> [Task statement] Your answer should show every line of the material below that includes "chunk".
-------- Supplied material --------
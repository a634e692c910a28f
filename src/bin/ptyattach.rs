//! A thin reference client for the daemon, analogous to `socat`: puts the
//! controlling terminal in raw mode, forwards stdin as `Input` frames,
//! forwards terminal resizes as `Resize` frames, and writes whatever the
//! daemon sends straight to stdout. Not a display frontend — it does not
//! drive a screen buffer, it just passes bytes through.

use std::io::{self, Read, Write};
use std::path::PathBuf;
use std::sync::mpsc;
use std::time::Duration;

use clap::Parser;
use crossterm::terminal::{disable_raw_mode, enable_raw_mode};
use ptymaster::client::PtyClient;
use ptymaster::daemon::DEFAULT_SOCKET_PATH;

#[derive(Parser, Debug)]
#[command(name = "ptyattach", version, about)]
struct Cli {
    /// Session id to attach to.
    #[arg(long, default_value = "default")]
    session: String,

    /// Path to the daemon's Unix socket.
    #[arg(long, default_value = DEFAULT_SOCKET_PATH)]
    socket: PathBuf,
}

fn main() {
    let cli = Cli::parse();
    if let Err(err) = run(cli) {
        eprintln!("ptyattach: {err}");
        std::process::exit(1);
    }
}

fn run(cli: Cli) -> io::Result<()> {
    let (tx, rx) = mpsc::channel::<Vec<u8>>();
    let sink = move |data: &[u8]| {
        let _ = tx.send(data.to_vec());
    };

    let mut client = PtyClient::connect(&cli.socket, &cli.session, sink)
        .map_err(|err| io::Error::new(io::ErrorKind::Other, err.to_string()))?;

    enable_raw_mode()?;
    let result = interact(&mut client, rx);
    let _ = disable_raw_mode();
    client.disconnect();
    result
}

fn interact(client: &mut PtyClient, rx: mpsc::Receiver<Vec<u8>>) -> io::Result<()> {
    let mut last_size = crossterm::terminal::size().unwrap_or((80, 24));
    let _ = client.send_resize(last_size.1, last_size.0);

    let stdin_rx = spawn_stdin_reader();

    loop {
        if let Ok(size) = crossterm::terminal::size() {
            if size != last_size {
                last_size = size;
                let _ = client.send_resize(size.1, size.0);
            }
        }

        if let Ok(data) = rx.try_recv() {
            io::stdout().write_all(&data)?;
            io::stdout().flush()?;
        }

        match stdin_rx.recv_timeout(Duration::from_millis(50)) {
            Ok(bytes) => {
                if bytes.is_empty() {
                    break; // stdin closed
                }
                let text = String::from_utf8_lossy(&bytes);
                if client.send_input(&text).is_err() {
                    break;
                }
            }
            Err(mpsc::RecvTimeoutError::Timeout) => {}
            Err(mpsc::RecvTimeoutError::Disconnected) => break,
        }
    }
    Ok(())
}

fn spawn_stdin_reader() -> mpsc::Receiver<Vec<u8>> {
    let (tx, rx) = mpsc::channel();
    std::thread::spawn(move || {
        let mut buf = [0u8; 4096];
        loop {
            match io::stdin().read(&mut buf) {
                Ok(0) => {
                    let _ = tx.send(Vec::new());
                    break;
                }
                Ok(n) => {
                    if tx.send(buf[..n].to_vec()).is_err() {
                        break;
                    }
                }
                Err(_) => break,
            }
        }
    });
    rx
}
//! The daemon: binds the endpoint socket, accepts connections forever, and
//! dispatches each to a per-client worker thread. Sessions are created
//! lazily on first `connect` and kept in a single mutex-guarded registry.

use std::collections::HashMap;
use std::io::Read;
use std::os::fd::AsRawFd;
use std::os::unix::fs::PermissionsExt;
use std::os::unix::net::{UnixListener, UnixStream};
use std::path::{Path, PathBuf};
use std::sync::atomic::{AtomicBool, Ordering};
use std::sync::{Arc, Mutex};
use std::thread;

use nix::sys::socket::{self, AddressFamily, Backlog, SockFlag, SockType, UnixAddr};
use tracing::{error, info, warn};

use crate::error::{PtyMasterError, Result};
use crate::protocol::{ControlFrame, MAX_FRAME_BYTES};
use crate::session::{Session, DEFAULT_COLS, DEFAULT_ROWS};

pub const DEFAULT_SOCKET_PATH: &str = "/tmp/ptymaster.sock";
const LISTEN_BACKLOG: i32 = 5;

struct Registry {
    sessions: Mutex<HashMap<String, Arc<Session>>>,
}

impl Registry {
    fn new() -> Self {
        Registry {
            sessions: Mutex::new(HashMap::new()),
        }
    }

    /// Returns the named session, creating it (and its shell) if this is
    /// the first `connect` for that id, and pruning it first if its child
    /// has already exited.
    fn get_or_create(&self, id: &str, shell: &str) -> Result<Arc<Session>> {
        let mut sessions = self.sessions.lock().unwrap();
        if let Some(existing) = sessions.get(id) {
            if existing.is_alive() {
                return Ok(Arc::clone(existing));
            }
            sessions.remove(id);
        }
        let session = Session::open(id, shell, DEFAULT_ROWS, DEFAULT_COLS)?;
        sessions.insert(id.to_string(), Arc::clone(&session));
        Ok(session)
    }

    fn close_all(&self) {
        let mut sessions = self.sessions.lock().unwrap();
        for (_, session) in sessions.drain() {
            session.close();
        }
    }
}

pub struct Daemon {
    endpoint: PathBuf,
    shell: String,
    registry: Arc<Registry>,
    shutting_down: Arc<AtomicBool>,
}

impl Daemon {
    pub fn new(endpoint: impl Into<PathBuf>, shell: impl Into<String>) -> Self {
        Daemon {
            endpoint: endpoint.into(),
            shell: shell.into(),
            registry: Arc::new(Registry::new()),
            shutting_down: Arc::new(AtomicBool::new(false)),
        }
    }

    /// Binds the endpoint and accepts connections until `stop()` is called
    /// from another thread (typically a signal handler).
    pub fn start(&self) -> Result<()> {
        let listener = bind_endpoint(&self.endpoint)?;
        info!(socket = %self.endpoint.display(), "daemon listening");

        for incoming in listener.incoming() {
            if self.shutting_down.load(Ordering::SeqCst) {
                break;
            }
            match incoming {
                Ok(stream) => {
                    let registry = Arc::clone(&self.registry);
                    let shell = self.shell.clone();
                    thread::spawn(move || {
                        if let Err(err) = handle_client(stream, &registry, &shell) {
                            warn!(error = %err, "client handler exited with error");
                        }
                    });
                }
                Err(err) => {
                    if self.shutting_down.load(Ordering::SeqCst) {
                        break;
                    }
                    error!(error = %err, "accept failed");
                }
            }
        }

        self.registry.close_all();
        let _ = std::fs::remove_file(&self.endpoint);
        info!("daemon stopped");
        Ok(())
    }

    /// Signals `start()`'s accept loop to stop and closes every session.
    /// Safe to call from a signal handler thread.
    pub fn stop(&self) {
        self.shutting_down.store(true, Ordering::SeqCst);
        // Unblock `accept()` by connecting to our own socket once.
        let _ = UnixStream::connect(&self.endpoint);
    }

    pub fn handle(&self) -> DaemonHandle {
        DaemonHandle {
            shutting_down: Arc::clone(&self.shutting_down),
            endpoint: self.endpoint.clone(),
        }
    }
}

/// A cheaply cloneable handle that can request shutdown without holding a
/// reference to the `Daemon` itself; used by the signal handler closure.
#[derive(Clone)]
pub struct DaemonHandle {
    shutting_down: Arc<AtomicBool>,
    endpoint: PathBuf,
}

impl DaemonHandle {
    pub fn stop(&self) {
        self.shutting_down.store(true, Ordering::SeqCst);
        let _ = UnixStream::connect(&self.endpoint);
    }
}

/// Binds and listens with an explicit backlog — `UnixListener::bind` alone
/// only offers std's default (128), and the control protocol's accept queue
/// is specified to be `LISTEN_BACKLOG` deep.
fn bind_endpoint(path: &Path) -> Result<UnixListener> {
    if path.exists() {
        let _ = std::fs::remove_file(path);
    }
    // CLOEXEC so a forked shell child doesn't inherit the listening fd.
    let sock_fd = socket::socket(
        AddressFamily::Unix,
        SockType::Stream,
        SockFlag::SOCK_CLOEXEC,
        None,
    )?;
    let addr = UnixAddr::new(path)?;
    socket::bind(sock_fd.as_raw_fd(), &addr).map_err(|err| {
        if err == nix::errno::Errno::EADDRINUSE {
            PtyMasterError::EndpointBusy
        } else {
            PtyMasterError::from(err)
        }
    })?;
    socket::listen(&sock_fd, Backlog::new(LISTEN_BACKLOG)?)?;
    std::fs::set_permissions(path, std::fs::Permissions::from_mode(0o600))?;
    Ok(UnixListener::from(sock_fd))
}

/// One worker per accepted connection: enter control mode for the initial
/// handshake, then loop mode for everything after.
fn handle_client(mut stream: UnixStream, registry: &Registry, shell: &str) -> Result<()> {
    let mut buf = [0u8; MAX_FRAME_BYTES];

    // --- Control mode: the first message must be `connect`. ---
    let n = stream.read(&mut buf)?;
    if n == 0 {
        return Ok(());
    }
    let session_id = match ControlFrame::decode(&buf[..n]) {
        Ok(ControlFrame::Connect { session_id }) => session_id,
        _ => {
            warn!("client's first message was not a connect frame; closing");
            return Err(PtyMasterError::BadControlFrame);
        }
    };

    let session = registry.get_or_create(&session_id, shell)?;
    let subscriber_stream = stream.try_clone()?;
    // `Session::attach` puts its copy of this socket in non-blocking mode
    // so broadcasts never stall on a slow subscriber. Because `try_clone`
    // shares the same underlying open file description, that flag is
    // visible on `stream` too from this point on — the loop-mode read
    // below has to tolerate `WouldBlock` rather than assume a plain
    // blocking read.
    let subscriber_id = session.attach(subscriber_stream)?;

    let reply = ControlFrame::connected(session_id.clone()).encode()?;
    use std::io::Write;
    stream.write_all(&reply)?;

    info!(session = %session_id, "client connected");

    // --- Loop mode: control frames or raw bytes, both forwarded to the PTY. ---
    let result = read_loop(&mut stream, &mut buf, &session, &session_id);

    session.detach(subscriber_id);
    info!(session = %session_id, "client disconnected");
    result
}

fn read_loop(
    stream: &mut UnixStream,
    buf: &mut [u8],
    session: &Session,
    session_id: &str,
) -> Result<()> {
    use nix::poll::{poll, PollFd, PollFlags, PollTimeout};
    use std::os::fd::{AsRawFd, BorrowedFd};

    loop {
        let fd = unsafe { BorrowedFd::borrow_raw(stream.as_raw_fd()) };
        let mut fds = [PollFd::new(fd, PollFlags::POLLIN)];
        match poll(&mut fds, PollTimeout::from(200u16)) {
            Ok(0) => continue, // timeout, check again
            Ok(_) => {}
            Err(nix::errno::Errno::EINTR) => continue,
            Err(err) => return Err(PtyMasterError::from(err)),
        }

        match stream.read(buf) {
            Ok(0) => return Ok(()),
            Ok(n) => {
                let chunk = &buf[..n];
                match ControlFrame::try_decode(chunk) {
                    Some(ControlFrame::Resize { rows, cols }) => {
                        if let Err(err) = session.resize(rows, cols) {
                            warn!(session = %session_id, error = %err, "resize failed");
                        }
                    }
                    Some(ControlFrame::Input { data }) => {
                        if let Err(err) = session.write(data.as_bytes()) {
                            warn!(session = %session_id, error = %err, "write failed");
                        }
                    }
                    Some(_) | None => {
                        // Not a control frame (or an unexpected one): treat
                        // as raw bytes bound for the PTY, per §4.2 step 4.
                        if let Err(err) = session.write(chunk) {
                            warn!(session = %session_id, error = %err, "write failed");
                        }
                    }
                }
            }
            Err(ref err) if err.kind() == std::io::ErrorKind::WouldBlock => continue,
            Err(ref err) if err.kind() == std::io::ErrorKind::Interrupted => continue,
            Err(err) => return Err(PtyMasterError::Io(err)),
        }
    }
}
--------
> [Solution]
                let chunk = &buf[..n];
                match ControlFrame::try_decode(chunk) {
                        if let Err(err) = session.write(chunk) {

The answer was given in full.